Puis ce conte chinois est transformé en univers sado-masochiste, une formule vue et revue, où les danses pseudo-figuratives testostéronées de mâles alphas vaillamment musclés (chorégraphiées par Tim Claydon) rivalisent avec les propositions de costumes manga-abstracto-cubisto-fantasy-kitsch (de Kimie Nakano). Tout cela, bien sûr, sous couvert de lutte #MeToo, peut-on lire dans l’entretien avec le metteur en scène Daniel Kramer… La direction d'acteur est hiératique dans une profusion de latex, plexi, hémoglobine et autres plastiques. À l’heure des productions éco-responsables, cette débauche de moyens et d’effets visuels sans aucune cohérence de propos donne la nausée. L’entertainment gratuit, bête et méchant est total lorsqu’à la résolution des énigmes, des confettis sont libérés sur le public ! Quid d’une forme de distanciation ou d’une cohérence dramaturgique à cette juxtaposition d’effets ?

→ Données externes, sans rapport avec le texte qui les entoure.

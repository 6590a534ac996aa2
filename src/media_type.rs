//! [`MediaType`] of the content held by a [`Resource`](crate::resource::Resource).

use crate::util::str::{StrExt, StringExt};
use std::borrow::Cow;
use std::fmt::{Display, Formatter};
use std::hash::{Hash, Hasher};

/// The media type of a resource based on
/// [`MIME`](https://developer.mozilla.org/en-US/docs/Web/HTTP/Guides/MIME_types),
/// useful for inferring if a resource is an `XHTML` document, `PNG` image, etc.
///
/// MIME structure: `maintype/subtype[+suffix][;params]`
///
/// # Equality
/// Media types are compared by their components, so the following are treated as equivalent:
/// ```
/// # use lectern::MediaType;
/// let a = MediaType::from("text/html;charset=UTF-8;q=1");
/// let b = MediaType::from("  TEXT/html; Q = 1;charset = UTF-8;; ;   ");
/// assert_eq!(a, b);
/// ```
/// - Type components ([`maintype`](MediaType::maintype), [`subtype`](MediaType::subtype),
///   and [`suffix`](MediaType::suffix)) are case-insensitive.
/// - Parameter order does not matter; parameter keys are case-insensitive and
///   values are case-sensitive.
#[derive(Clone, Debug, Eq)]
pub struct MediaType(Cow<'static, str>);

impl MediaType {
    /// `text/html`, the assumed type of untyped reading order items.
    pub const HTML: Self = Self::borrowed("text/html");
    /// `application/xhtml+xml`
    pub const XHTML: Self = Self::borrowed("application/xhtml+xml");
    /// `application/xml`
    pub const XML: Self = Self::borrowed("application/xml");
    /// `text/css`
    pub const CSS: Self = Self::borrowed("text/css");
    /// `text/javascript`
    pub const JAVASCRIPT: Self = Self::borrowed("text/javascript");
    /// `text/plain`
    pub const TEXT: Self = Self::borrowed("text/plain");
    /// `application/json`
    pub const JSON: Self = Self::borrowed("application/json");
    /// `application/x-dtbncx+xml`
    pub const NCX: Self = Self::borrowed("application/x-dtbncx+xml");
    /// `application/oebps-package+xml`
    pub const OPF: Self = Self::borrowed("application/oebps-package+xml");
    /// `application/epub+zip`
    pub const EPUB: Self = Self::borrowed("application/epub+zip");
    /// `application/zip`
    pub const ZIP: Self = Self::borrowed("application/zip");
    /// `application/pdf`
    pub const PDF: Self = Self::borrowed("application/pdf");
    /// `image/jpeg`
    pub const JPEG: Self = Self::borrowed("image/jpeg");
    /// `image/png`
    pub const PNG: Self = Self::borrowed("image/png");
    /// `image/gif`
    pub const GIF: Self = Self::borrowed("image/gif");
    /// `image/webp`
    pub const WEBP: Self = Self::borrowed("image/webp");
    /// `image/svg+xml`
    pub const SVG: Self = Self::borrowed("image/svg+xml");
    /// `audio/mpeg`
    pub const MP3: Self = Self::borrowed("audio/mpeg");
    /// `font/woff`
    pub const WOFF: Self = Self::borrowed("font/woff");
    /// `font/woff2`
    pub const WOFF2: Self = Self::borrowed("font/woff2");
    /// `font/otf`
    pub const OTF: Self = Self::borrowed("font/otf");
    /// `font/ttf`
    pub const TTF: Self = Self::borrowed("font/ttf");
    /// `application/octet-stream`, used when nothing more specific is known.
    pub const BINARY: Self = Self::borrowed("application/octet-stream");

    const fn borrowed(value: &'static str) -> Self {
        Self(Cow::Borrowed(value))
    }

    /// Guesses a media type from a file extension (case-insensitive, without the dot).
    ///
    /// ```
    /// # use lectern::MediaType;
    /// assert_eq!(Some(MediaType::XHTML), MediaType::from_extension("XHTML"));
    /// assert_eq!(None, MediaType::from_extension("unknown"));
    /// ```
    pub fn from_extension(extension: &str) -> Option<Self> {
        let media_type = match extension.to_ascii_lowercase().as_str() {
            "html" | "htm" => Self::HTML,
            "xhtml" | "xht" => Self::XHTML,
            "xml" => Self::XML,
            "css" => Self::CSS,
            "js" | "mjs" => Self::JAVASCRIPT,
            "txt" => Self::TEXT,
            "json" => Self::JSON,
            "ncx" => Self::NCX,
            "opf" => Self::OPF,
            "epub" => Self::EPUB,
            "zip" => Self::ZIP,
            "pdf" => Self::PDF,
            "jpg" | "jpeg" => Self::JPEG,
            "png" => Self::PNG,
            "gif" => Self::GIF,
            "webp" => Self::WEBP,
            "svg" => Self::SVG,
            "mp3" => Self::MP3,
            "woff" => Self::WOFF,
            "woff2" => Self::WOFF2,
            "otf" => Self::OTF,
            "ttf" => Self::TTF,
            _ => return None,
        };
        Some(media_type)
    }

    /// Guesses a media type from the extension of the last segment of a path.
    pub fn from_path(path: &str) -> Option<Self> {
        let name = path.rsplit(['/', '\\']).next()?;
        let (_, extension) = name.rsplit_once('.')?;
        Self::from_extension(extension)
    }

    /// The raw underlying string.
    pub fn as_str(&self) -> &str {
        self.0.as_ref()
    }

    /// The maintype, such as `application` in `application/xhtml+xml`.
    pub fn maintype(&self) -> &str {
        self.0.split('/').next().unwrap_or_default().trim()
    }

    /// The subtype, such as `xhtml` in `application/xhtml+xml`.
    pub fn subtype(&self) -> &str {
        self.0.split(['/', '+', ';']).nth(1).unwrap_or_default().trim()
    }

    /// The suffix, such as `xml` in `application/xhtml+xml`.
    pub fn suffix(&self) -> Option<&str> {
        // Parameters can contain `+`
        let base_type = self.0.split(';').next()?;
        base_type.rfind('+').map(|index| base_type[index + 1..].trim())
    }

    /// The raw parameters string, such as `charset=UTF-8` in `text/html;charset=UTF-8`.
    pub fn params(&self) -> Option<&str> {
        self.0.find(';').map(|index| self.0[index + 1..].trim())
    }

    /// Iterates over `(key, value)` parameter pairs.
    pub fn params_iter(&self) -> impl Iterator<Item = (&str, &str)> {
        self.params()
            .unwrap_or_default()
            .split(';')
            .filter_map(|param| param.split_once('='))
            .map(|(key, value)| (key.trim(), value.trim()))
    }

    /// Returns the parameter value associated with the given key (case-insensitive).
    pub fn get_param(&self, param_key: &str) -> Option<&str> {
        self.params_iter()
            .find_map(|(key, value)| key.eq_ignore_ascii_case(param_key).then_some(value))
    }

    /// Returns `true` if this media type matches `other` while ignoring parameters.
    ///
    /// ```
    /// # use lectern::MediaType;
    /// assert!(MediaType::from("text/html; charset=UTF-8").matches(&MediaType::HTML));
    /// ```
    pub fn matches(&self, other: &MediaType) -> bool {
        self.base_type().eq_ignore_ascii_case(other.base_type())
    }

    /// Returns `true` for HTML and XHTML documents.
    pub fn is_html(&self) -> bool {
        self.matches(&Self::HTML) || self.matches(&Self::XHTML)
    }

    /// Returns `true` if the maintype is `text`.
    pub fn is_text(&self) -> bool {
        self.maintype().eq_ignore_ascii_case("text")
    }

    /// Returns `true` if the maintype is `image`.
    pub fn is_image(&self) -> bool {
        self.maintype().eq_ignore_ascii_case("image")
    }

    /// Returns `true` if the media type is a font, including legacy variants
    /// such as `application/x-font-woff`.
    pub fn is_font(&self) -> bool {
        if self.maintype().eq_ignore_ascii_case("font") {
            return true;
        }

        let subtype = self.subtype();
        subtype.starts_with_ignore_case("font-")
            || subtype.starts_with_ignore_case("x-font")
            || subtype.eq_ignore_ascii_case("vnd.ms-fontobject")
            || subtype.eq_ignore_ascii_case("vnd.ms-opentype")
    }

    /// Returns `true` for ZIP-based packages, such as EPUB.
    pub fn is_zip(&self) -> bool {
        self.matches(&Self::ZIP) || self.suffix().is_some_and(|s| s.eq_ignore_ascii_case("zip"))
    }

    fn base_type(&self) -> &str {
        // Split guarantees at least one entry
        self.0.split(';').next().unwrap_or_default().trim()
    }
}

impl PartialEq for MediaType {
    fn eq(&self, other: &Self) -> bool {
        if !self.matches(other) {
            return false;
        }

        let mut self_params = self.params_iter().collect::<Vec<_>>();
        let mut other_params = other.params_iter().collect::<Vec<_>>();

        if self_params.len() != other_params.len() {
            return false;
        }

        self_params.sort_unstable_by_key(|(k, _)| k.to_ascii_lowercase());
        other_params.sort_unstable_by_key(|(k, _)| k.to_ascii_lowercase());

        // Keys are case-insensitive, values are not
        self_params
            .iter()
            .zip(other_params)
            .all(|(&(k1, v1), (k2, v2))| k1.eq_ignore_ascii_case(k2) && v1 == v2)
    }
}

impl Hash for MediaType {
    fn hash<H: Hasher>(&self, state: &mut H) {
        // Parameters are unordered; hashing the base type keeps `a == b => hash(a) == hash(b)`
        self.base_type().to_ascii_lowercase().hash(state);
    }
}

impl Display for MediaType {
    fn fmt(&self, f: &mut Formatter<'_>) -> std::fmt::Result {
        f.write_str(self.as_str())
    }
}

impl AsRef<str> for MediaType {
    fn as_ref(&self) -> &str {
        self.as_str()
    }
}

impl From<&str> for MediaType {
    fn from(value: &str) -> Self {
        Self(Cow::Owned(value.trim().to_owned()))
    }
}

impl From<String> for MediaType {
    fn from(mut value: String) -> Self {
        value.trim_in_place();
        Self(Cow::Owned(value))
    }
}
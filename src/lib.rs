//! # lectern
//! Format-agnostic resource and archive access for digital publications,
//! with an EPUB positions engine.
//!
//! # Overview
//! - [`resource`]: The [`Resource`](resource::Resource) abstraction over a byte sequence
//!   (files, archive entries, memory) and composable decorators
//!   (buffering, transforming, fallback, lazy).
//! - [`container`]: Collections of resources addressed by path, such as ZIP archives
//!   and directories, plus routing and transforming containers.
//! - [`factory`]: Opening resources and containers from URLs, with fallback chains.
//! - [`positions`]: Splitting an EPUB reading order into addressable
//!   [`Locator`](positions::Locator) positions.
//! - [`MediaType`]: MIME type of a resource.
//!
//! Every I/O bearing operation is asynchronous and runs on [tokio](https://tokio.rs).
//!
//! # Examples
//! - Reading an entry of an EPUB file:
//! ```no_run
//! # use lectern::container::{Container, ZipContainer};
//! # use lectern::resource::Resource;
//! # #[tokio::main(flavor = "current_thread")]
//! # async fn main() -> Result<(), Box<dyn std::error::Error>> {
//! let container = ZipContainer::open("book.epub").await?;
//! let mut chapter = container.get("/OEBPS/c1.xhtml");
//!
//! // Ranged reads are clamped to the length of the entry
//! let head = chapter.read(Some(0..1024)).await?;
//! let xhtml = chapter.read_to_string().await?;
//!
//! container.close().await;
//! # Ok(())
//! # }
//! ```
//! - Computing the positions of a publication:
//! ```no_run
//! # use lectern::container::DirectoryContainer;
//! # use lectern::positions::{EpubPositionsService, Link, PositionsSettings};
//! # use std::sync::Arc;
//! # #[tokio::main(flavor = "current_thread")]
//! # async fn main() -> Result<(), Box<dyn std::error::Error>> {
//! let container = DirectoryContainer::open("extracted_book").await?;
//! let service = EpubPositionsService::new(
//!     [Link::new("OEBPS/c1.xhtml"), Link::new("OEBPS/c2.xhtml")],
//!     None,
//!     Arc::new(container),
//!     PositionsSettings::default(),
//! );
//!
//! let positions = service.positions().await;
//! # Ok(())
//! # }
//! ```

pub mod container;
pub mod factory;
mod media_type;
pub mod positions;
pub mod resource;
mod util;

pub use self::media_type::MediaType;

/// The prelude contains the traits required to use containers, resources, and factories.
#[cfg(feature = "prelude")]
pub mod prelude {
    pub use crate::container::Container;
    pub use crate::factory::{ArchiveFactory, ContainerFactory, ResourceFactory};
    pub use crate::resource::{Resource, ResourceExt};
}
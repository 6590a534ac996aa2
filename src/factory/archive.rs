use crate::container::{Container, ZipContainer};
use crate::factory::{
    ArchiveFactory, ContainerFactory, FactoryError, FactoryResult, FileResourceFactory,
    ResourceFactory,
};
use crate::resource::Resource;
use async_trait::async_trait;
use std::path::Path;

/// Opens ZIP archives, such as EPUB files, as a [`ZipContainer`].
///
/// A resource reporting a [`file_path`](Resource::file_path) is opened directly from
/// the file system, otherwise its content is read into memory first.
/// The [`source`](Resource::source) is never used to locate the archive, as it may
/// not match the content (e.g., a [`FallbackResource`](crate::resource::FallbackResource)).
#[derive(Copy, Clone, Debug, Default)]
pub struct ZipArchiveFactory;

#[async_trait]
impl ArchiveFactory for ZipArchiveFactory {
    async fn create(
        &self,
        resource: &mut dyn Resource,
        password: Option<&str>,
    ) -> FactoryResult<Box<dyn Container>> {
        if password.is_some() {
            return Err(FactoryError::PasswordsNotSupported);
        }

        if let Some(path) = resource.file_path().map(Path::to_path_buf)
            && tokio::fs::metadata(&path)
                .await
                .is_ok_and(|metadata| metadata.is_file())
        {
            return Ok(Box::new(ZipContainer::open(path).await?));
        }

        let bytes = resource.read(None).await?;
        Ok(Box::new(ZipContainer::from_bytes(bytes).await?))
    }
}

/// A [`ContainerFactory`] creating the resource at a URL with a [`ResourceFactory`],
/// then opening it as an archive with an [`ArchiveFactory`].
///
/// The [default](Default) reads local ZIP files through [`FileResourceFactory`]
/// and [`ZipArchiveFactory`].
pub struct ArchiveContainerFactory {
    resources: Box<dyn ResourceFactory>,
    archives: Box<dyn ArchiveFactory>,
}

impl ArchiveContainerFactory {
    /// Creates a factory chaining `resources` into `archives`.
    pub fn new(
        resources: impl ResourceFactory + 'static,
        archives: impl ArchiveFactory + 'static,
    ) -> Self {
        Self {
            resources: Box::new(resources),
            archives: Box::new(archives),
        }
    }
}

impl Default for ArchiveContainerFactory {
    fn default() -> Self {
        Self::new(FileResourceFactory, ZipArchiveFactory)
    }
}

#[async_trait]
impl ContainerFactory for ArchiveContainerFactory {
    async fn create(&self, url: &str) -> FactoryResult<Box<dyn Container>> {
        let mut resource = self.resources.create(url).await?;
        let container = self.archives.create(resource.as_mut(), None).await;
        resource.close().await;

        container.map_err(|error| match error {
            FactoryError::FormatNotSupported(_) => FactoryError::NotAContainer {
                url: url.to_owned(),
            },
            error => error,
        })
    }
}

#[cfg(test)]
mod tests {
    use super::{ArchiveContainerFactory, ZipArchiveFactory};
    use crate::container::Container;
    use crate::factory::{ArchiveFactory, ContainerFactory, FactoryError};
    use crate::resource::{BytesResource, FileResource, Resource, ResourceError, ResourceExt};
    use std::io::{Cursor, Write};
    use zip::write::SimpleFileOptions;

    fn archive() -> Vec<u8> {
        archive_with("mimetype")
    }

    fn archive_with(name: &str) -> Vec<u8> {
        let mut zip = zip::ZipWriter::new(Cursor::new(Vec::new()));
        zip.start_file(name, SimpleFileOptions::default()).unwrap();
        zip.write_all(b"application/epub+zip").unwrap();
        zip.finish().unwrap().into_inner()
    }

    #[tokio::test]
    async fn test_from_memory() {
        let mut resource = BytesResource::new(archive());
        let container = ZipArchiveFactory.create(&mut resource, None).await.unwrap();

        assert_eq!(None, container.source());
        let mut mimetype = container.get("mimetype");
        assert_eq!("application/epub+zip", mimetype.read_to_string().await.unwrap());
    }

    #[tokio::test]
    async fn test_from_file() {
        let dir = tempfile::tempdir().unwrap();
        let path = dir.path().join("book.epub");
        std::fs::write(&path, archive()).unwrap();

        let mut resource = FileResource::new(&path);
        let container = ZipArchiveFactory.create(&mut resource, None).await.unwrap();
        assert_eq!(Some(path.to_str().unwrap()), container.source());

        // Transformed content is never read back from the file system
        let mut transformed = FileResource::new(&path).transform(Ok);
        let container = ZipArchiveFactory.create(&mut transformed, None).await.unwrap();
        assert_eq!(None, container.source());
    }

    #[tokio::test]
    async fn test_source_does_not_locate_the_archive() {
        let dir = tempfile::tempdir().unwrap();
        let path = dir.path().join("book.epub");
        std::fs::write(&path, archive()).unwrap();

        // The content is read even though the source names an existing archive
        let mut resource =
            BytesResource::new(archive_with("other.txt")).with_source(path.to_str().unwrap());
        let container = ZipArchiveFactory.create(&mut resource, None).await.unwrap();
        let entries = container.entries().await.unwrap();

        assert!(entries.contains("/other.txt"));
        assert!(!entries.contains("/mimetype"));
    }

    #[tokio::test]
    async fn test_fallback_resource_is_read() {
        let dir = tempfile::tempdir().unwrap();
        let mut resource = FileResource::new(dir.path().join("missing.epub")).fallback(|_| {
            Some(Box::new(BytesResource::new(archive_with("fallback.txt"))) as Box<dyn Resource>)
        });
        let container = ZipArchiveFactory.create(&mut resource, None).await.unwrap();
        assert!(container.entries().await.unwrap().contains("/fallback.txt"));
    }

    #[tokio::test]
    async fn test_failures() {
        let mut resource = BytesResource::new(archive());
        let result = ZipArchiveFactory.create(&mut resource, Some("secret")).await;
        assert!(matches!(result, Err(FactoryError::PasswordsNotSupported)));

        let mut resource = BytesResource::new("not a zip archive");
        let result = ZipArchiveFactory.create(&mut resource, None).await;
        assert!(matches!(result, Err(FactoryError::FormatNotSupported(_))));

        let mut resource = FileResource::new("/missing/book.epub");
        let result = ZipArchiveFactory.create(&mut resource, None).await;
        assert!(matches!(
            result,
            Err(FactoryError::ResourceReading(ResourceError::NotFound(_)))
        ));
    }

    #[tokio::test]
    async fn test_archive_container_factory() {
        let dir = tempfile::tempdir().unwrap();
        let epub = dir.path().join("book.epub");
        let text = dir.path().join("notes.txt");
        std::fs::write(&epub, archive()).unwrap();
        std::fs::write(&text, "not a zip archive").unwrap();

        let factory = ArchiveContainerFactory::default();
        let container = factory.create(epub.to_str().unwrap()).await.unwrap();
        assert!(container.entries().await.unwrap().contains("/mimetype"));

        let result = factory.create(text.to_str().unwrap()).await;
        assert!(matches!(result, Err(FactoryError::NotAContainer { .. })));
    }
}
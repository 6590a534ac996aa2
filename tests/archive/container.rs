use crate::archive::util;
use lectern::container::{
    Container, DirectoryContainer, RoutingContainer, TransformingContainer, ZipContainer,
};
use lectern::resource::{BufferingResource, Resource, ResourceError, ResourceExt};
use lectern::MediaType;
use std::sync::Arc;

#[tokio::test]
async fn test_zip_chunked_reads_match_full_read() {
    let dir = tempfile::tempdir().unwrap();
    let container = ZipContainer::open(util::write_epub(dir.path())).await.unwrap();

    for (name, content, _) in util::entries() {
        let mut entry = container.get(name);
        assert_eq!(content, entry.read(None).await.unwrap(), "{name}");
        assert_eq!(content.len() as u64, entry.length().await.unwrap());

        for chunk_size in [1_000u64, 4_096, 10_000] {
            let mut chunks = Vec::new();
            let mut start = 0;

            while start < content.len() as u64 {
                chunks.extend(entry.read(Some(start..start + chunk_size)).await.unwrap());
                start += chunk_size;
            }
            assert_eq!(content, chunks, "{name} by {chunk_size}");
        }
    }
}

#[tokio::test]
async fn test_zip_random_access() {
    let container = ZipContainer::from_bytes(util::epub_bytes()).await.unwrap();
    let content = util::chapter(1, 40_000);
    let mut entry = container.get("/OEBPS/c1.xhtml");

    #[rustfmt::skip]
    let ranges = [
        20_000..20_500,
        100..200,
        39_000..80_000,
        0..1,
        60_000..60_001,
        30_000..30_000,
    ];

    for range in ranges {
        let expected = content
            .get(range.start as usize..(range.end as usize).min(content.len()))
            .unwrap_or_default();
        assert_eq!(expected, entry.read(Some(range.clone())).await.unwrap(), "{range:?}");
    }
}

#[tokio::test]
async fn test_zip_buffered_entry() {
    let container = ZipContainer::from_bytes(util::epub_bytes()).await.unwrap();
    let content = util::chapter(2, 3_000);
    let mut entry = BufferingResource::new(container.get("/OEBPS/c2.xhtml")).chunk_size(512);

    let mut read = Vec::new();
    for start in (0..content.len() as u64).step_by(100) {
        read.extend(entry.read(Some(start..start + 100)).await.unwrap());
    }
    assert_eq!(content, read);
}

#[tokio::test]
async fn test_zip_entry_metadata() {
    let container = ZipContainer::from_bytes(util::epub_bytes()).await.unwrap();

    let cover = container.entry("OEBPS/images/cover.png").unwrap();
    assert_eq!("/OEBPS/images/cover.png", cover.path());
    assert_eq!(None, cover.compressed_length());

    let chapter = container.entry("/OEBPS/c1.xhtml").unwrap();
    assert!(chapter.compressed_length().unwrap() < 40_000);
    assert!(container.entry("/OEBPS/missing.xhtml").is_none());

    let mut entry = container.get("/OEBPS/c1.xhtml");
    assert_eq!(Some(MediaType::XHTML), entry.media_type().await.unwrap());
    assert_eq!(Some("c1.xhtml".to_owned()), entry.name().await.unwrap());

    let archive = entry.properties().await.unwrap().archive().unwrap();
    assert!(archive.is_entry_compressed);
    assert_eq!(chapter.compressed_length(), Some(archive.entry_length));
}

#[tokio::test]
async fn test_concurrent_entries() {
    let container: Arc<dyn Container> =
        Arc::new(ZipContainer::from_bytes(util::epub_bytes()).await.unwrap());

    let tasks = util::entries()
        .into_iter()
        .map(|(name, content, _)| {
            let container = Arc::clone(&container);
            tokio::spawn(async move {
                let mut entry = container.get(name);
                let mut read = Vec::new();
                let mut start = 0;

                while start < content.len() as u64 {
                    read.extend(entry.read(Some(start..start + 777)).await.unwrap());
                    start += 777;
                }
                assert_eq!(content, read, "{name}");
            })
        })
        .collect::<Vec<_>>();

    for task in tasks {
        task.await.unwrap();
    }
}

#[tokio::test]
async fn test_directory_matches_zip() {
    let dir = tempfile::tempdir().unwrap();
    let zip = ZipContainer::open(util::write_epub(dir.path())).await.unwrap();
    let directory = DirectoryContainer::open(util::write_directory(dir.path()))
        .await
        .unwrap();

    let entries = zip.entries().await.unwrap();
    assert_eq!(entries, directory.entries().await.unwrap());

    for path in &entries {
        let expected = zip.get(path).read(None).await.unwrap();
        assert_eq!(expected, directory.get(path).read(None).await.unwrap(), "{path}");
    }
}

#[tokio::test]
async fn test_directory_traversal_defense() {
    let dir = tempfile::tempdir().unwrap();
    std::fs::write(dir.path().join("secret.txt"), "secret").unwrap();
    let container = DirectoryContainer::open(util::write_directory(dir.path()))
        .await
        .unwrap();

    for path in ["../../etc/passwd", "../secret.txt", "/OEBPS/../../secret.txt"] {
        let mut entry = container.get(path);
        let result = entry.read(None).await;
        assert!(
            matches!(result, Err(ResourceError::Forbidden(_) | ResourceError::NotFound(_))),
            "{path}"
        );
    }
}

#[tokio::test]
async fn test_routing_local_remote() {
    let dir = tempfile::tempdir().unwrap();
    let local = DirectoryContainer::open(util::write_directory(dir.path()))
        .await
        .unwrap();
    let remote = ZipContainer::from_bytes(util::epub_bytes()).await.unwrap();
    let container = RoutingContainer::local_remote(local, remote);

    let mut local_entry = container.get("/mimetype");
    assert_eq!(util::MIMETYPE, local_entry.read_to_string().await.unwrap());

    // Remote URLs are routed to the archive, which has no such entry
    let mut remote_entry = container.get("https://example.org/mimetype");
    assert!(matches!(remote_entry.read(None).await, Err(ResourceError::NotFound(_))));

    container.close().await;
}

#[tokio::test]
async fn test_transforming_container() {
    let zip = ZipContainer::from_bytes(util::epub_bytes()).await.unwrap();
    let container = TransformingContainer::new(zip).with_transformer(|path, resource| {
        if path.ends_with(".xhtml") {
            Box::new(resource.transform(|bytes| {
                let html = String::from_utf8(bytes).map_err(ResourceError::wrap)?;
                Ok(html.replace("<body>", "<body><link href=\"reader.css\"/>").into_bytes())
            }))
        } else {
            resource
        }
    });

    let mut chapter = container.get("/OEBPS/c2.xhtml");
    let html = chapter.read_to_string().await.unwrap();
    assert!(html.starts_with("<html><body><link href=\"reader.css\"/><h1>Chapter 2</h1>"));
    assert_eq!(html.len() as u64, chapter.length().await.unwrap());

    let mut mimetype = container.get("/mimetype");
    assert_eq!(util::MIMETYPE, mimetype.read_to_string().await.unwrap());
}

#[tokio::test]
async fn test_closed_zip_container() {
    let container = ZipContainer::from_bytes(util::epub_bytes()).await.unwrap();
    let mut entry = container.get("/OEBPS/c1.xhtml");
    entry.read(Some(0..10)).await.unwrap();

    container.close().await;
    assert!(matches!(entry.read(Some(10..20)).await, Err(ResourceError::Unavailable(_))));
    assert!(matches!(
        container.get("/mimetype").read(None).await,
        Err(ResourceError::Unavailable(_))
    ));
}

Côté voix, Ingela Brimberg (Turandot) et Teodor Ilincăi (Calaf) témoignent plus d’une même usure que d’une maîtrise de ces deux rôles exigeants. Le chant n’est fait que de notes projetées sans nuance, à pleine poitrine, autour d’un vibrato excessif qui peine à trouver des lignes mélodiques. Les attaques sont sèches, les différents registres vocaux absents, la prononciation de l'italien douteuse. Les rôles secondaires s’en sortent un peu mieux, le trio formé par Simone Del Savio (Ping), Sam Furness (Pang) et Julien Henric (Pong) étant peut-être le meilleur passage vocal de la soirée. Francesca Dotto offre dans sa Liù une présence théâtrale que les autres n’ont pas, mais son air « Signore, ascolta ! » et sa mort peinent à passer la rampe émotionnelle. En ressort un flou vocal synonyme du kitch ambiant.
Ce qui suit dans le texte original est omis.